(PROBLEM TO WORK ON): Going down the data below, set down exactly the line with "pub fn new()" and each line after it through the line with "pub fn decode(&self, id: u32)"; no other lines.

(DATA FOR THIS EXERCISE):
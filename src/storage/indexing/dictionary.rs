use std::collections::HashMap;

use crate::core::Term;

/// Interns terms to dense `u32` ids so the store's indexes hold fixed-size keys.
///
/// Each id carries a count of the statement positions that hold it. When the count
/// drops to zero through [`Dictionary::release`] the term is forgotten and its id
/// is handed out again by the next [`Dictionary::encode`] of a new term.
#[derive(Debug, Default, Clone)]
pub struct Dictionary {
    term_to_id: HashMap<Term, u32>,
    id_to_term: Vec<Option<Term>>,
    refs: Vec<u32>,
    free: Vec<u32>,
}

impl Dictionary {
    pub fn new() -> Self {
        Dictionary::default()
    }

    /// Returns the id of `term`, interning it with a zero count if unseen.
    pub fn encode(&mut self, term: &Term) -> u32 {
        if let Some(&id) = self.term_to_id.get(term) {
            return id;
        }
        let id = match self.free.pop() {
            Some(id) => {
                self.id_to_term[id as usize] = Some(term.clone());
                id
            }
            None => {
                self.id_to_term.push(Some(term.clone()));
                self.refs.push(0);
                (self.id_to_term.len() - 1) as u32
            }
        };
        self.term_to_id.insert(term.clone(), id);
        id
    }

    /// Looks a term up without interning it.
    pub fn lookup(&self, term: &Term) -> Option<u32> {
        self.term_to_id.get(term).copied()
    }

    pub fn decode(&self, id: u32) -> Option<&Term> {
        self.id_to_term.get(id as usize)?.as_ref()
    }

    pub fn acquire(&mut self, id: u32) {
        if let Some(count) = self.refs.get_mut(id as usize) {
            *count += 1;
        }
    }

    /// Drops one reference; the last one frees the id.
    pub fn release(&mut self, id: u32) {
        let Some(count) = self.refs.get_mut(id as usize) else {
            return;
        };
        *count = count.saturating_sub(1);
        if *count == 0 {
            if let Some(term) = self.id_to_term[id as usize].take() {
                self.term_to_id.remove(&term);
                self.free.push(id);
            }
        }
    }

    /// Number of live terms.
    pub fn len(&self) -> usize {
        self.term_to_id.len()
    }

    pub fn is_empty(&self) -> bool {
        self.term_to_id.is_empty()
    }
}
use std::collections::HashMap;
use std::fmt;

use serde::{Deserialize, Serialize};

use crate::core::Term;

/// A query result: ordered column names plus rows of optional cells.
///
/// Columns always come from the projection, so an empty result still carries its
/// headers. IRIs render as the full IRI and literals as their lexical form; an
/// unbound cell is `None` (`null` in JSON).
#[derive(Debug, Clone, PartialEq, Eq, Serialize, Deserialize)]
pub struct ResultTable {
    pub columns: Vec<String>,
    pub rows: Vec<Vec<Option<String>>>,
}

impl ResultTable {
    pub fn new(columns: Vec<String>) -> Self {
        Self { columns, rows: Vec::new() }
    }

    pub fn from_terms(columns: Vec<String>, rows: Vec<Vec<Option<Term>>>) -> Self {
        let rows = rows
            .into_iter()
            .map(|row| row.into_iter().map(|cell| cell.map(|term| term.to_string())).collect())
            .collect();
        Self { columns, rows }
    }

    pub fn push_row(&mut self, row: Vec<Option<String>>) {
        self.rows.push(row);
    }

    pub fn len(&self) -> usize {
        self.rows.len()
    }

    pub fn is_empty(&self) -> bool {
        self.rows.is_empty()
    }

    pub fn column_index(&self, column: &str) -> Option<usize> {
        self.columns.iter().position(|c| c == column)
    }

    /// The cell at `row` in `column`; `None` when unbound or out of range.
    pub fn get(&self, row: usize, column: &str) -> Option<&str> {
        let index = self.column_index(column)?;
        self.rows.get(row)?.get(index)?.as_deref()
    }

    /// One map per row holding only the bound cells.
    pub fn to_bindings(&self) -> Vec<HashMap<String, String>> {
        self.rows
            .iter()
            .map(|row| {
                self.columns
                    .iter()
                    .zip(row)
                    .filter_map(|(column, cell)| cell.as_ref().map(|value| (column.clone(), value.clone())))
                    .collect()
            })
            .collect()
    }

    /// Tab-separated text with a header row; unbound cells are empty.
    pub fn to_tsv(&self) -> String {
        let mut out = self.columns.join("\t");
        out.push('\n');
        for row in &self.rows {
            let cells: Vec<String> =
                row.iter().map(|cell| cell.as_deref().map(sanitize).unwrap_or_default()).collect();
            out.push_str(&cells.join("\t"));
            out.push('\n');
        }
        out
    }
}

fn sanitize(cell: &str) -> String {
    cell.replace(['\t', '\n', '\r'], " ")
}

impl fmt::Display for ResultTable {
    fn fmt(&self, f: &mut fmt::Formatter<'_>) -> fmt::Result {
        f.write_str(&self.to_tsv())
    }
}

#[cfg(test)]
mod tests {
    use super::*;
    use crate::core::{Iri, Literal};

    fn sample() -> ResultTable {
        ResultTable::from_terms(
            vec!["order".into(), "total".into()],
            vec![
                vec![
                    Some(Term::Iri(Iri::new("http://example.org/gadgetstore#o1"))),
                    Some(Term::Literal(Literal::decimal("250.00").unwrap())),
                ],
                vec![Some(Term::Iri(Iri::new("http://example.org/gadgetstore#o2"))), None],
            ],
        )
    }

    #[test]
    fn test_cells_render_full_iri_and_lexical_form() {
        let table = sample();
        assert_eq!(table.get(0, "order"), Some("http://example.org/gadgetstore#o1"));
        assert_eq!(table.get(0, "total"), Some("250.00"));
        assert_eq!(table.get(1, "total"), None);
        assert_eq!(table.get(0, "missing"), None);
    }

    #[test]
    fn test_tsv_and_json_rendering() {
        let table = sample();
        assert_eq!(
            table.to_tsv(),
            "order\ttotal\nhttp://example.org/gadgetstore#o1\t250.00\nhttp://example.org/gadgetstore#o2\t\n"
        );
        let json = serde_json::to_value(&table).unwrap();
        assert_eq!(json["rows"][1][1], serde_json::Value::Null);
    }

    #[test]
    fn test_bindings_skip_unbound_cells() {
        let bindings = sample().to_bindings();
        assert_eq!(bindings[0].len(), 2);
        assert_eq!(bindings[1].len(), 1);
        assert!(!bindings[1].contains_key("total"));
    }

    #[test]
    fn test_empty_table_keeps_headers() {
        let table = ResultTable::new(vec!["x".into(), "y".into()]);
        assert!(table.is_empty());
        assert_eq!(table.to_tsv(), "x\ty\n");
    }
}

(WRITTEN RESPONSE):
    pub fn new() -> Self {
        Dictionary::default()
    }

    /// Returns the id of `term`, interning it with a zero count if unseen.
    pub fn encode(&mut self, term: &Term) -> u32 {
        if let Some(&id) = self.term_to_id.get(term) {
            return id;
        }
        let id = match self.free.pop() {
            Some(id) => {
                self.id_to_term[id as usize] = Some(term.clone());
                id
            }
            None => {
                self.id_to_term.push(Some(term.clone()));
                self.refs.push(0);
                (self.id_to_term.len() - 1) as u32
            }
        };
        self.term_to_id.insert(term.clone(), id);
        id
    }

    /// Looks a term up without interning it.
    pub fn lookup(&self, term: &Term) -> Option<u32> {
        self.term_to_id.get(term).copied()
    }

    pub fn decode(&self, id: u32) -> Option<&Term> {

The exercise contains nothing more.